Responsible for one of the biggest government data leaks in history, Edward Snowden lives a dual life - both revered as a whistleblowing hero and hated as a "traitor" to his country.
Now living in exile in Russia, Snowden recently sat down with Alan Rusbridger, the editor of the Guardian where the NSA leaks were first published in 2013, for a 'Lunch with the FT' interview in the Financial Times.
Here are a few things we learned:
1. Snowden thinks there is an 'authoritarian trend' in the UK
While he thinks the US government's position on mass surveillance has been reshaped since his leak, he notes that things have got worse elsewhere in the world.
The laws have gotten worse in some countries. France has gone very far, so too, of course, countries like Russia, China.
In Britain there's an authoritarian trend.
2. His conscience is still clear
Asked whether he ever lost sleep over the idea that terrorist organisations like Isis had gained an advantage from his revelations, he was quite clear:
Would [the leaks being suppressed] have stopped any of the terrorist attacks that have occurred in the last three years? There’s no public evidence that that’s the case. In fact, there’s no classified evidence that that’s the case, or else we’d be reading it in the newspapers.
3. He believes the world is in a computer security crisis 'the likes of which we've never seen before'
Snowden believes there should be "some form of liability for negligence in software architecture" like that which exists in the food industry.
4. He acknowledges his hosts aren't perfect
While explaining that his Russian still isn't fluent, because "as crazy as it sounds, I still plan to leave", Snowden reveals that his friends tell him to "shut up" over his criticisms of his host country.
I can't fix the human rights situation in Russia, and realistically my priority is to fix my own country first because that's the one to which I owe the greatest loyalty.

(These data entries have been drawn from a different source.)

//! Network appliance abstraction for testability.
//!
//! The [`ApplianceClient`] trait abstracts the forwarding-rule API of a single
//! appliance site. Production code uses [`UnifiClient`](crate::unifi::UnifiClient)
//! while tests use `MockApplianceClient`.
//!
//! # Architecture
//!
//! ```text
//! ┌──────────────────────┐
//! │ ForwardingReconciler │
//! └──────────┬───────────┘
//!            │
//!            ▼
//!   ┌────────────────┐
//!   │ApplianceClient │ (trait)
//!   └────────────────┘
//!        │       │
//!        ▼       ▼
//!   ┌───────┐ ┌──────┐
//!   │ UniFi │ │ Mock │
//!   └───┬───┘ └──────┘
//!       │
//!       ▼
//!   UniFi Network controller
//! ```

use std::future::Future;
use std::sync::Arc;

use portfwd_core::types::ForwardRule;

use crate::error::ForwardingError;

/// Trait abstracting forwarding-rule operations on one appliance site.
///
/// Rules are addressed purely by value. Implementations that need an internal
/// identifier (e.g. a database id) rediscover it from the rule's fields.
///
/// # Batch semantics
///
/// `create` and `delete` apply each rule independently and stop at the first
/// failure. Rules applied before the failure stay applied; there is no rollback.
pub trait ApplianceClient: Send + Sync + 'static {
    /// Lists the single-port forwarding rules currently held by the appliance.
    ///
    /// Rules whose forwarded port is a range are not part of the result.
    fn list(&self) -> impl Future<Output = Result<Vec<ForwardRule>, ForwardingError>> + Send;

    /// Creates every rule in `rules`, in order.
    fn create(
        &self,
        rules: &[ForwardRule],
    ) -> impl Future<Output = Result<(), ForwardingError>> + Send;

    /// Deletes every appliance entry equal to a rule in `rules`, in order.
    fn delete(
        &self,
        rules: &[ForwardRule],
    ) -> impl Future<Output = Result<(), ForwardingError>> + Send;
}

impl<T: ApplianceClient> ApplianceClient for Arc<T> {
    fn list(&self) -> impl Future<Output = Result<Vec<ForwardRule>, ForwardingError>> + Send {
        self.as_ref().list()
    }

    fn create(
        &self,
        rules: &[ForwardRule],
    ) -> impl Future<Output = Result<(), ForwardingError>> + Send {
        self.as_ref().create(rules)
    }

    fn delete(
        &self,
        rules: &[ForwardRule],
    ) -> impl Future<Output = Result<(), ForwardingError>> + Send {
        self.as_ref().delete(rules)
    }
}

/// 테스트용 Mock 어플라이언스 클라이언트
///
/// 규칙 목록을 메모리에 보관하고 모든 호출을 기록합니다.
#[cfg(test)]
#[derive(Default)]
pub struct MockApplianceClient {
    rules: std::sync::Mutex<Vec<ForwardRule>>,
    calls: std::sync::Mutex<Vec<MockCall>>,
    fail_create: bool,
    fail_list: bool,
    delay: Option<std::time::Duration>,
}

/// Mock에 기록된 호출
#[cfg(test)]
#[derive(Debug, Clone, PartialEq, Eq)]
pub enum MockCall {
    List,
    Create(Vec<ForwardRule>),
    Delete(Vec<ForwardRule>),
}

#[cfg(test)]
impl MockApplianceClient {
    /// 빈 규칙 목록으로 mock 클라이언트를 생성합니다.
    pub fn new() -> Self {
        Self::default()
    }

    /// 초기 규칙을 설정합니다.
    pub fn with_rules(self, rules: Vec<ForwardRule>) -> Self {
        *self.rules.lock().expect("mock lock") = rules;
        self
    }

    /// create 호출 시 실패하도록 설정합니다.
    pub fn with_failing_create(mut self) -> Self {
        self.fail_create = true;
        self
    }

    /// list 호출 시 실패하도록 설정합니다.
    pub fn with_failing_list(mut self) -> Self {
        self.fail_list = true;
        self
    }

    /// 모든 호출 전에 지연을 둡니다.
    pub fn with_delay(mut self, delay: std::time::Duration) -> Self {
        self.delay = Some(delay);
        self
    }

    /// 현재 규칙 목록을 반환합니다.
    pub fn rules(&self) -> Vec<ForwardRule> {
        self.rules.lock().expect("mock lock").clone()
    }

    /// 기록된 호출 목록을 반환합니다.
    pub fn calls(&self) -> Vec<MockCall> {
        self.calls.lock().expect("mock lock").clone()
    }

    async fn pause(&self) {
        if let Some(delay) = self.delay {
            tokio::time::sleep(delay).await;
        }
    }
}

#[cfg(test)]
impl ApplianceClient for MockApplianceClient {
    async fn list(&self) -> Result<Vec<ForwardRule>, ForwardingError> {
        self.pause().await;
        self.calls.lock().expect("mock lock").push(MockCall::List);
        if self.fail_list {
            return Err(ForwardingError::ApplianceConnection(
                "mock failure".to_owned(),
            ));
        }
        Ok(self.rules())
    }

    async fn create(&self, rules: &[ForwardRule]) -> Result<(), ForwardingError> {
        self.pause().await;
        self.calls
            .lock()
            .expect("mock lock")
            .push(MockCall::Create(rules.to_vec()));
        if self.fail_create {
            return Err(ForwardingError::ApplianceApi("mock failure".to_owned()));
        }
        self.rules
            .lock()
            .expect("mock lock")
            .extend(rules.iter().cloned());
        Ok(())
    }

    async fn delete(&self, rules: &[ForwardRule]) -> Result<(), ForwardingError> {
        self.pause().await;
        self.calls
            .lock()
            .expect("mock lock")
            .push(MockCall::Delete(rules.to_vec()));
        self.rules
            .lock()
            .expect("mock lock")
            .retain(|existing| !rules.contains(existing));
        Ok(())
    }
}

5. He's really not looking forward to the next president
Pressed on whether he's more optimistic about his own future under a presidency of Donald Trump or Hillary Clinton, Snowden can't really say. What he does say is that the future for America seems bleak either way:
I think we should have better choices. We're a country of 330m people and we seem to be being asked to make a choice between individuals whose lives are defined by scandal.